4. What does the 6-month roadmap look like? A vendor partnership is a bet on trajectory as much as current capability. The roadmap should align with where your product is going. Specifics matter. Vendors who will not discuss roadmap details should be eliminated from consideration.
5. What is the support experience during incidents? Reference calls are more useful here than case studies. Speak to customers who have hit problems and resolved them with the vendor. Partnership behavior under stress is the strongest signal of long-term fit.
A vendor that answers these five questions well is a vendor worth integrating against. A vendor that struggles with any of them is a vendor whose problems will eventually become your problems.

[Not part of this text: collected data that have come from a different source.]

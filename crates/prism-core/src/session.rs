//! The interaction session: one explicit owner for every piece of state the
//! pointer handlers and the frame loop touch.
//!
//! Front-ends feed it [`PointerEvent`]s and call [`Session::frame`] once per
//! animation frame. Activations that need the host (opening a link, the
//! fun-fact fetch) are handed back as [`Activation`]s; carousel navigation
//! is handled in place.

use crate::carousel::Carousel;
use crate::config::AppConfig;
use crate::constants::{PRISM_COUNT, PRISM_ELEVATION};
use crate::content::{self, PrismContent};
use crate::drag::rotate_object;
use crate::error::{PrismError, Result};
use crate::factory::{self, Hud, Prism};
use crate::hover::{Cursor, HoverHighlighter};
use crate::loading::{LoadProgress, LoadingManager};
use crate::pointer::{PointerEvent, PointerPhase};
use crate::raycast::{Hit, Raycaster};
use crate::registry::{Action, ClickableRegistry, Command, Direction, EntryId};
use crate::scene::{NodeId, Scene};
use crate::spin::IdleSpin;
use crate::state::{Camera, Viewport};
use crate::text::{DeferredText, FallbackMetrics, FontMetrics, Typeface};
use glam::{Vec2, Vec3};

pub const FONT_ASSET: &str = "font";

/// A clickable fired on pointer down.
#[derive(Clone, Debug, PartialEq)]
pub struct Activation {
    pub entry: EntryId,
    pub action: Action,
}

impl Activation {
    /// Whether the host has to do something for this activation.
    pub fn needs_host(&self) -> bool {
        matches!(
            self.action,
            Action::Url(Some(_)) | Action::Command(Command::FunFact)
        )
    }
}

#[derive(Clone, Copy, Debug, PartialEq)]
pub struct FrameReport {
    pub cursor: Cursor,
    pub loaded: bool,
    pub animating: bool,
}

pub struct Session {
    config: AppConfig,
    scene: Scene,
    registry: ClickableRegistry,
    camera: Camera,
    viewport: Viewport,
    raycaster: Raycaster,
    prisms: Vec<Prism>,
    spins: Vec<IdleSpin>,
    carousel: Carousel,
    hud: Hud,
    hover: HoverHighlighter,
    deferred: DeferredText,
    loading: LoadingManager,
    textures: Vec<&'static str>,
    metrics: Option<Box<dyn FontMetrics>>,
    pointer_down: bool,
    last_pointer_x: f32,
    pointer: Option<Vec2>,
    grabbed: Option<usize>,
    cursor: Cursor,
}

impl Session {
    pub fn new(config: AppConfig, viewport: Viewport) -> Result<Self> {
        Self::with_content(config, viewport, &content::portfolio())
    }

    pub fn with_content(
        config: AppConfig,
        viewport: Viewport,
        prisms: &[PrismContent],
    ) -> Result<Self> {
        config.validate()?;
        if prisms.len() != PRISM_COUNT {
            return Err(PrismError::InvalidConfig(format!(
                "expected {PRISM_COUNT} prisms, got {}",
                prisms.len()
            )));
        }

        let mut scene = Scene::new();
        let mut registry = ClickableRegistry::new();
        let mut deferred = DeferredText::default();
        let mut loading = LoadingManager::new();
        loading.track(FONT_ASSET);
        let mut textures: Vec<&'static str> = prisms
            .iter()
            .flat_map(|p| &p.sides)
            .filter_map(|side| side.picture.as_ref().map(|pic| pic.texture))
            .chain(std::iter::once(factory::BOARD_TEXTURE))
            .collect();
        textures.sort_unstable();
        textures.dedup();
        for &key in &textures {
            loading.track(key);
        }

        let mut built = Vec::with_capacity(PRISM_COUNT);
        for content in prisms {
            let position = Vec3::new(0.0, PRISM_ELEVATION, 0.0);
            built.push(factory::build_prism(
                &mut scene,
                &mut registry,
                &mut deferred,
                content,
                position,
            )?);
        }
        let hud = factory::build_hud(&mut scene, &mut registry)?;

        let groups: [NodeId; PRISM_COUNT] = std::array::from_fn(|i| built[i].group);
        let interaction = &config.interaction;
        let mut carousel = Carousel::new(
            groups,
            interaction.slot_depths,
            interaction.tween_duration_ms,
        );
        carousel.place(&mut scene);

        let spins = (0..PRISM_COUNT)
            .map(|i| IdleSpin::new(interaction.base_spin, interaction.decay_for(i)))
            .collect();

        let camera = Camera::from_config(&config.scene, viewport.aspect());
        hud.follow(&mut scene, &camera);

        log::info!(
            "[load] built {} prisms, {} clickables, {} text items and {} textures pending",
            built.len(),
            registry.len(),
            deferred.len(),
            textures.len()
        );

        Ok(Self {
            config,
            scene,
            registry,
            camera,
            viewport,
            raycaster: Raycaster::default(),
            prisms: built,
            spins,
            carousel,
            hud,
            hover: HoverHighlighter::default(),
            deferred,
            loading,
            textures,
            metrics: None,
            pointer_down: false,
            last_pointer_x: 0.0,
            pointer: None,
            grabbed: None,
            cursor: Cursor::Default,
        })
    }

    pub fn config(&self) -> &AppConfig {
        &self.config
    }

    pub fn scene(&self) -> &Scene {
        &self.scene
    }

    pub fn scene_mut(&mut self) -> &mut Scene {
        &mut self.scene
    }

    pub fn registry(&self) -> &ClickableRegistry {
        &self.registry
    }

    pub fn camera(&self) -> &Camera {
        &self.camera
    }

    pub fn viewport(&self) -> Viewport {
        self.viewport
    }

    pub fn prisms(&self) -> &[Prism] {
        &self.prisms
    }

    pub fn spin(&self, prism: usize) -> Option<&IdleSpin> {
        self.spins.get(prism)
    }

    pub fn carousel(&self) -> &Carousel {
        &self.carousel
    }

    pub fn hud(&self) -> &Hud {
        &self.hud
    }

    pub fn grabbed(&self) -> Option<usize> {
        self.grabbed
    }

    pub fn is_pointer_down(&self) -> bool {
        self.pointer_down
    }

    pub fn cursor(&self) -> Cursor {
        self.cursor
    }

    pub fn highlighted(&self) -> Option<EntryId> {
        self.hover.highlighted()
    }

    pub fn is_loaded(&self) -> bool {
        self.loading.is_loaded()
    }

    /// Texture keys the scene needs, each tracked until resolved.
    pub fn texture_keys(&self) -> &[&'static str] {
        &self.textures
    }

    pub fn set_viewport(&mut self, width: f32, height: f32) {
        self.viewport = Viewport::new(width, height);
        self.camera.aspect = self.viewport.aspect();
        self.hud.follow(&mut self.scene, &self.camera);
    }

    /// Ray hits under a client-space point, nearest first.
    pub fn hits_at(&self, x: f32, y: f32) -> Vec<Hit> {
        self.raycaster.pick(&self.scene, &self.camera, self.viewport, x, y)
    }

    pub fn handle_pointer(&mut self, event: PointerEvent, now_ms: f64) -> Option<Activation> {
        let Vec2 { x, y } = event.position;
        match event.phase {
            PointerPhase::Down => return self.pointer_down(x, y, now_ms),
            PointerPhase::Move => self.pointer_move(x, y),
            PointerPhase::Up => self.pointer_up(),
            PointerPhase::Leave => self.leave(),
        }
        None
    }

    /// Press: fire the clickable under the pointer and grab its prism.
    pub fn pointer_down(&mut self, x: f32, y: f32, now_ms: f64) -> Option<Activation> {
        self.pointer_down = true;
        self.last_pointer_x = x;
        self.pointer = Some(Vec2::new(x, y));

        let hit = self.hits_at(x, y).into_iter().next()?;
        self.grabbed = self.prism_containing(hit.node);

        let entry = self.registry.lookup(&self.scene, hit.node)?;
        let action = self.registry.get(entry)?.action.clone();
        if action.is_inert() {
            return None;
        }
        self.registry.restore(&mut self.scene, entry);
        self.hover.release(entry);
        log::info!("[click] entry {} -> {:?}", entry.index(), action);

        if let Action::Command(Command::Navigate(direction)) = action {
            self.navigate(direction, now_ms);
        }
        Some(Activation { entry, action })
    }

    pub fn pointer_move(&mut self, x: f32, y: f32) {
        self.pointer = Some(Vec2::new(x, y));
        if self.pointer_down {
            let delta = x - self.last_pointer_x;
            if let Some(i) = self.grabbed {
                self.spins[i].set_from_drag(delta);
                let group = self.prisms[i].group;
                rotate_object(
                    &mut self.scene,
                    Some(group),
                    delta,
                    self.config.interaction.drag_scale,
                );
            }
            self.last_pointer_x = x;
        } else {
            self.update_hover();
        }
    }

    /// Release. The grabbed prism keeps its last drag velocity.
    pub fn pointer_up(&mut self) {
        self.pointer_down = false;
        self.grabbed = None;
    }

    pub fn leave(&mut self) {
        self.pointer_up();
        self.pointer = None;
        self.cursor = self.hover.clear(&mut self.scene, &self.registry);
    }

    pub fn navigate(&mut self, direction: Direction, now_ms: f64) {
        self.carousel.navigate(direction, now_ms, &mut self.scene);
        self.relabel();
        let centered = self.carousel.centered();
        log::info!(
            "[carousel] {:?} -> {} ({})",
            direction,
            centered,
            self.prisms[centered].title
        );
    }

    /// One animation frame.
    pub fn frame(&mut self, now_ms: f64) -> FrameReport {
        self.carousel.tick(now_ms, &mut self.scene);
        self.hud.follow(&mut self.scene, &self.camera);

        if !self.pointer_down {
            for spin in &mut self.spins {
                spin.step();
            }
            self.update_hover();
        }

        let scale = self.config.interaction.drag_scale;
        for (i, prism) in self.prisms.iter().enumerate() {
            if self.grabbed != Some(i) {
                let velocity = self.spins[i].velocity;
                rotate_object(&mut self.scene, Some(prism.group), velocity, scale);
            }
        }

        FrameReport {
            cursor: self.cursor,
            loaded: self.loading.is_loaded(),
            animating: self.carousel.is_animating(),
        }
    }

    /// Parse a typeface document, falling back to fixed metrics on failure.
    pub fn resolve_font_json(&mut self, json: Option<&str>) -> LoadProgress {
        let metrics: Box<dyn FontMetrics> = match json.map(Typeface::from_json) {
            Some(Ok(face)) => {
                log::info!("[load] typeface ready ({} glyphs)", face.glyph_count());
                Box::new(face)
            }
            Some(Err(e)) => {
                log::warn!("[load] typeface rejected, using fallback metrics: {e}");
                Box::new(FallbackMetrics::default())
            }
            None => {
                log::warn!("[load] typeface unavailable, using fallback metrics");
                Box::new(FallbackMetrics::default())
            }
        };
        self.resolve_font(metrics)
    }

    /// Lay out every queued text item, then complete the font asset.
    pub fn resolve_font(&mut self, metrics: Box<dyn FontMetrics>) -> LoadProgress {
        for request in self.deferred.drain() {
            factory::materialize_text(&mut self.scene, metrics.as_ref(), &request);
        }
        self.metrics = Some(metrics);
        self.relabel();

        self.complete_asset(FONT_ASSET)
    }

    /// Mark a texture as done. A failed image still completes; the surface
    /// keeps its plain material colour.
    pub fn resolve_texture(&mut self, key: &'static str, loaded: bool) -> LoadProgress {
        if loaded {
            log::info!("[load] texture {} ready", key);
        } else {
            log::warn!("[load] texture {} unavailable, drawing untextured", key);
        }
        self.complete_asset(key)
    }

    fn complete_asset(&mut self, asset: &'static str) -> LoadProgress {
        let progress = self.loading.complete(asset);
        if progress == LoadProgress::AllLoaded {
            self.on_loaded();
        }
        progress
    }

    fn on_loaded(&mut self) {
        let root = self.scene.root();
        let nodes = self
            .prisms
            .iter()
            .map(|p| p.group)
            .chain(std::iter::once(self.hud.group))
            .collect::<Vec<_>>();
        for id in nodes {
            if let Err(e) = self.scene.attach(id, root) {
                log::error!("[load] could not attach {id:?}: {e}");
            }
        }
        log::info!("[load] scene ready");
    }

    fn relabel(&mut self) {
        let Some(metrics) = self.metrics.as_deref() else {
            return;
        };
        let previous = &self.prisms[self.carousel.previous_index()].title;
        let next = &self.prisms[self.carousel.next_index()].title;
        self.hud.relabel(&mut self.scene, metrics, previous, next);
    }

    fn update_hover(&mut self) {
        self.cursor = match self.pointer {
            Some(p) => {
                let hits = self.hits_at(p.x, p.y);
                self.hover.update(&mut self.scene, &self.registry, &hits)
            }
            None => self.hover.clear(&mut self.scene, &self.registry),
        };
    }

    /// Index of the prism whose group is `node` or one of its ancestors.
    fn prism_containing(&self, node: NodeId) -> Option<usize> {
        self.prisms
            .iter()
            .position(|p| p.group == node || self.scene.is_ancestor_of(p.group, node))
    }
}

The decision in one paragraph
For nearly every healthtech product organization, the right call is to buy IDP, integrate against it through an API-first vendor, and redirect internal engineering capacity to the workflow and experience layers that define the product. The companies that succeed in this category over the next five years will not be the ones that built the best document processing engines. They will be the ones that built the best products on top of one. Where you choose to spend engineering capacity is the most consequential product decision your team will make. Spend it on the work only you can do.
Summary
- Intelligent document processing in healthcare is not a single feature — it is the orchestration of ingestion, OCR, classification, patient matching, and EHR integration. Treating it as a feature underestimates the work by an order of magnitude.
- Foundation model wrappers handle pilot volumes well but fall short in production on unit economics, auditability, edge-case handling, and compliance overhead.
- Building IDP in-house typically requires 4–8 engineers and 18–36 months before delivering customer-facing value, with ongoing maintenance permanently scaled to your document types and EHR footprint.
- The opportunity cost — the differentiated product work not produced during the build — is the cost most analyses fail to price in.
- Buying redirects engineering capacity to the layers that define your product, and a serious IDP vendor will continue to advance the document layer faster than an in-house team.
- For every healthtech product team whose core product is not document automation itself, the right decision is to buy.
Conclusion
The build-versus-buy question is rarely decided by the merits of the build itself. It is decided by what the team does with the engineering capacity the decision frees up — or absorbs.
A product organization that chooses to build IDP will, eighteen months from now, have a working document processing layer and a roadmap that has been quietly shaped around it. A product organization that chooses to buy will, eighteen months from now, have integrated against a mature document processing layer and used the intervening time to advance the parts of the product that customers chose them for. Both outcomes are functional. Only one of them moves the product forward.
The healthtech category is becoming more competitive, not less. The window in which product teams can win on infrastructure parity is closing. The teams that emerge well-positioned over the next five years will be the ones that recognized which layers of the stack deserved internal investment and which layers were better served by a serious partner. Intelligent document processing belongs firmly in the second category for almost every healthtech product team, and the sooner that decision is made deliberately, the sooner internal engineering can be redirected to the work that defines the product.
If your team is currently in a build evaluation for IDP, the most useful next step is to model the cost honestly — engineering headcount, time-to-value, ongoing maintenance, and the opportunity cost of the roadmap items that will be deferred — and compare it against an API-first vendor integration. When that comparison is done with real numbers, the decision tends to make itself.